简体   繁体   English

对象的Python列表占用了太多内存

[英]Python list of Objects taking up too much memory

I have the following code, that creates a million objects of a class foo: 我有以下代码,它创建了类foo的一百万个对象:

for i in range(1000000):
    bar = foo()
    list_bar.append(bar)

The bar object is only 96 bytes, as determined by getsizeof() . bar对象只有96个字节,由getsizeof()确定。 However, the append step takes almost 8GB of ram. 然而,追加步骤需要几乎8GB的内存。 Once the code exits the loop, the ram usage drops to expected amounts (size of the list + some overhead ~103MB). 一旦代码退出循环,ram使用量就会下降到预期的数量(列表的大小+一些开销~103MB)。 Only while the loop is running does the ram usage skyrocket. 只有在循环运行时,ram使用才会飙升。 Why does this happen? 为什么会这样? Any workarounds? 任何解决方法? PS: Using a generator is not an option, it has to be a list.
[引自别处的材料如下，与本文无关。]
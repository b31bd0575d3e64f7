// The PowerPC-64 register file as the lifter numbers it. Index 0 is the "no register"
// sentinel; then come the two hard-wired zero registers, the 32-bit and 64-bit views of
// the general purpose registers, the floating-point registers, the condition register
// fields and the special registers. Names double as the names of the module globals
// that carry register values between functions.

use crate::core::RegisterInfo;
use crate::dag::{Reg, ValueType};
use hashbrown::HashMap;

pub const ZERO: Reg = Reg(1);
pub const ZERO8: Reg = Reg(2);
const GPR32_BASE: u32 = 3;
const GPR64_BASE: u32 = GPR32_BASE + 32;
const FPR_BASE: u32 = GPR64_BASE + 32;
const CR_BASE: u32 = FPR_BASE + 32;
pub const LR: Reg = Reg(CR_BASE + 8);
pub const LR8: Reg = Reg(CR_BASE + 9);
pub const CTR: Reg = Reg(CR_BASE + 10);
pub const CTR8: Reg = Reg(CR_BASE + 11);
pub const XER: Reg = Reg(CR_BASE + 12);
pub const NUM_REGS: usize = (CR_BASE + 13) as usize;

/// 32-bit view `Rn` of a general purpose register.
pub fn gpr32(n: u32) -> Reg {
    debug_assert!(n < 32);
    Reg(GPR32_BASE + n)
}

/// 64-bit view `Xn` of a general purpose register.
pub fn gpr64(n: u32) -> Reg {
    debug_assert!(n < 32);
    Reg(GPR64_BASE + n)
}

pub fn fpr(n: u32) -> Reg {
    debug_assert!(n < 32);
    Reg(FPR_BASE + n)
}

pub fn cr(n: u32) -> Reg {
    debug_assert!(n < 8);
    Reg(CR_BASE + n)
}

#[derive(Debug, Clone)]
pub struct PpcRegisterInfo {
    regs: Vec<Option<(String, ValueType)>>,
    by_name: HashMap<String, Reg>,
}

impl PpcRegisterInfo {
    pub fn new() -> Self {
        let mut regs: Vec<Option<(String, ValueType)>> = Vec::with_capacity(NUM_REGS);
        regs.push(None);
        regs.push(Some(("ZERO".to_string(), ValueType::I32)));
        regs.push(Some(("ZERO8".to_string(), ValueType::I64)));
        regs.extend((0..32).map(|n| Some((format!("R{n}"), ValueType::I32))));
        regs.extend((0..32).map(|n| Some((format!("X{n}"), ValueType::I64))));
        regs.extend((0..32).map(|n| Some((format!("F{n}"), ValueType::F64))));
        regs.extend((0..8).map(|n| Some((format!("CR{n}"), ValueType::I32))));
        for (name, vt) in [
            ("LR", ValueType::I32),
            ("LR8", ValueType::I64),
            ("CTR", ValueType::I32),
            ("CTR8", ValueType::I64),
            ("XER", ValueType::I32),
        ] {
            regs.push(Some((name.to_string(), vt)));
        }
        debug_assert_eq!(regs.len(), NUM_REGS);

        let by_name = regs
            .iter()
            .enumerate()
            .filter_map(|(i, reg)| reg.as_ref().map(|(name, _)| (name.clone(), Reg(i as u32))))
            .collect();
        Self { regs, by_name }
    }
}

impl Default for PpcRegisterInfo {
    fn default() -> Self {
        Self::new()
    }
}

impl RegisterInfo for PpcRegisterInfo {
    fn num_regs(&self) -> usize {
        self.regs.len()
    }

    fn reg_name(&self, reg: Reg) -> Option<&str> {
        self.regs.get(reg.index())?.as_ref().map(|(name, _)| name.as_str())
    }

    fn reg_type(&self, reg: Reg) -> Option<ValueType> {
        self.regs.get(reg.index())?.as_ref().map(|&(_, vt)| vt)
    }

    fn is_zero_reg(&self, reg: Reg) -> bool {
        reg == ZERO || reg == ZERO8
    }

    fn link_register(&self) -> Option<Reg> {
        Some(LR8)
    }

    fn find_reg(&self, name: &str) -> Option<Reg> {
        self.by_name.get(name).copied()
    }
}

#[cfg(test)]
mod tests {
    use super::*;

    #[test]
    fn test_register_numbering() {
        let info = PpcRegisterInfo::new();
        assert_eq!(info.num_regs(), NUM_REGS);
        assert_eq!(info.reg_name(Reg::NONE), None);
        assert_eq!(info.reg_name(gpr64(3)), Some("X3"));
        assert_eq!(info.reg_type(gpr64(3)), Some(ValueType::I64));
        assert_eq!(info.reg_name(gpr32(31)), Some("R31"));
        assert_eq!(info.reg_type(fpr(1)), Some(ValueType::F64));
        assert_eq!(info.reg_name(cr(7)), Some("CR7"));
        assert_eq!(info.reg_name(LR8), Some("LR8"));
        assert_eq!(info.reg_name(XER), Some("XER"));
        assert_eq!(info.reg_name(Reg(NUM_REGS as u32)), None);
    }

    #[test]
    fn test_lookup_by_name() {
        let info = PpcRegisterInfo::new();
        assert_eq!(info.find_reg("X1"), Some(gpr64(1)));
        assert_eq!(info.find_reg("CTR8"), Some(CTR8));
        assert_eq!(info.find_reg("x1"), None);
        assert!(info.is_zero_reg(ZERO8));
        assert!(!info.is_zero_reg(gpr64(0)));
    }
}
// IR module: the module-scope namespace shared by every lifted function. It holds the
// global storage cells that carry register values across function boundaries and the
// finished functions. Globals are looked up by name and only ever added; nothing removes
// an entry during a run.

//! IR module and globals.

use super::function::Function;
use super::types::Type;
use super::value::{GlobalId, Value};
use hashbrown::HashMap;

#[derive(Debug, Clone)]
pub struct GlobalVariable {
    pub name: String,
    pub ty: Type,
    pub init: Value,
}

#[derive(Debug, Clone, Default)]
pub struct Module {
    pub name: String,
    globals: Vec<GlobalVariable>,
    global_index: HashMap<String, GlobalId>,
    functions: Vec<Function>,
}

impl Module {
    pub fn new(name: impl Into<String>) -> Self {
        Self { name: name.into(), ..Self::default() }
    }

    /// Look up a global by name.
    pub fn global(&self, name: &str) -> Option<GlobalId> {
        self.global_index.get(name).copied()
    }

    /// Declare a global. An existing global of the same name is returned unchanged.
    pub fn add_global(&mut self, name: &str, ty: Type, init: Value) -> GlobalId {
        if let Some(id) = self.global(name) {
            return id;
        }
        let id = GlobalId(self.globals.len() as u32);
        self.globals.push(GlobalVariable { name: name.to_string(), ty, init });
        self.global_index.insert(name.to_string(), id);
        id
    }

    pub fn global_var(&self, id: GlobalId) -> &GlobalVariable {
        &self.globals[id.index()]
    }

    pub fn globals(&self) -> &[GlobalVariable] {
        &self.globals
    }

    pub fn add_function(&mut self, function: Function) {
        self.functions.push(function);
    }

    pub fn functions(&self) -> &[Function] {
        &self.functions
    }

    pub fn function(&self, name: &str) -> Option<&Function> {
        self.functions.iter().find(|f| f.name == name)
    }
}

#[cfg(test)]
mod tests {
    use super::*;

    #[test]
    fn test_add_global_is_idempotent() {
        let mut module = Module::new("m");
        let a = module.add_global("X3", Type::I64, Value::zero(Type::I64));
        let b = module.add_global("X3", Type::I32, Value::zero(Type::I32));
        assert_eq!(a, b);
        assert_eq!(module.globals().len(), 1);
        assert_eq!(module.global_var(a).ty, Type::I64);
        assert_eq!(module.global("X4"), None);
    }
}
PS:使用生成器不是一个选项,它必须是一个列表。

EDIT: xrange doesn't help, using Python 3. The memory usage stays high only during the loop execution, and drops after the loop is through. 编辑: xrange没有帮助,使用Python 3.内存使用率仅在循环执行期间保持高水平,并在循环结束后下降。 Could append have some non-obvious overhead? 可以append有一些非明显的开销吗?

Most probably this is due to some unintended cyclical references made by the foo() constructor; 很可能这是由于foo()构造函数做出的一些无意的循环引用; as normally Python objects will release memory instantly when the reference count drops to zero; 因为通常Python对象会在引用计数降至零时立即释放内存; now these would be freed later when the garbage collector gets a chance to run. 现在,当垃圾收集器有机会运行时,这些将被释放。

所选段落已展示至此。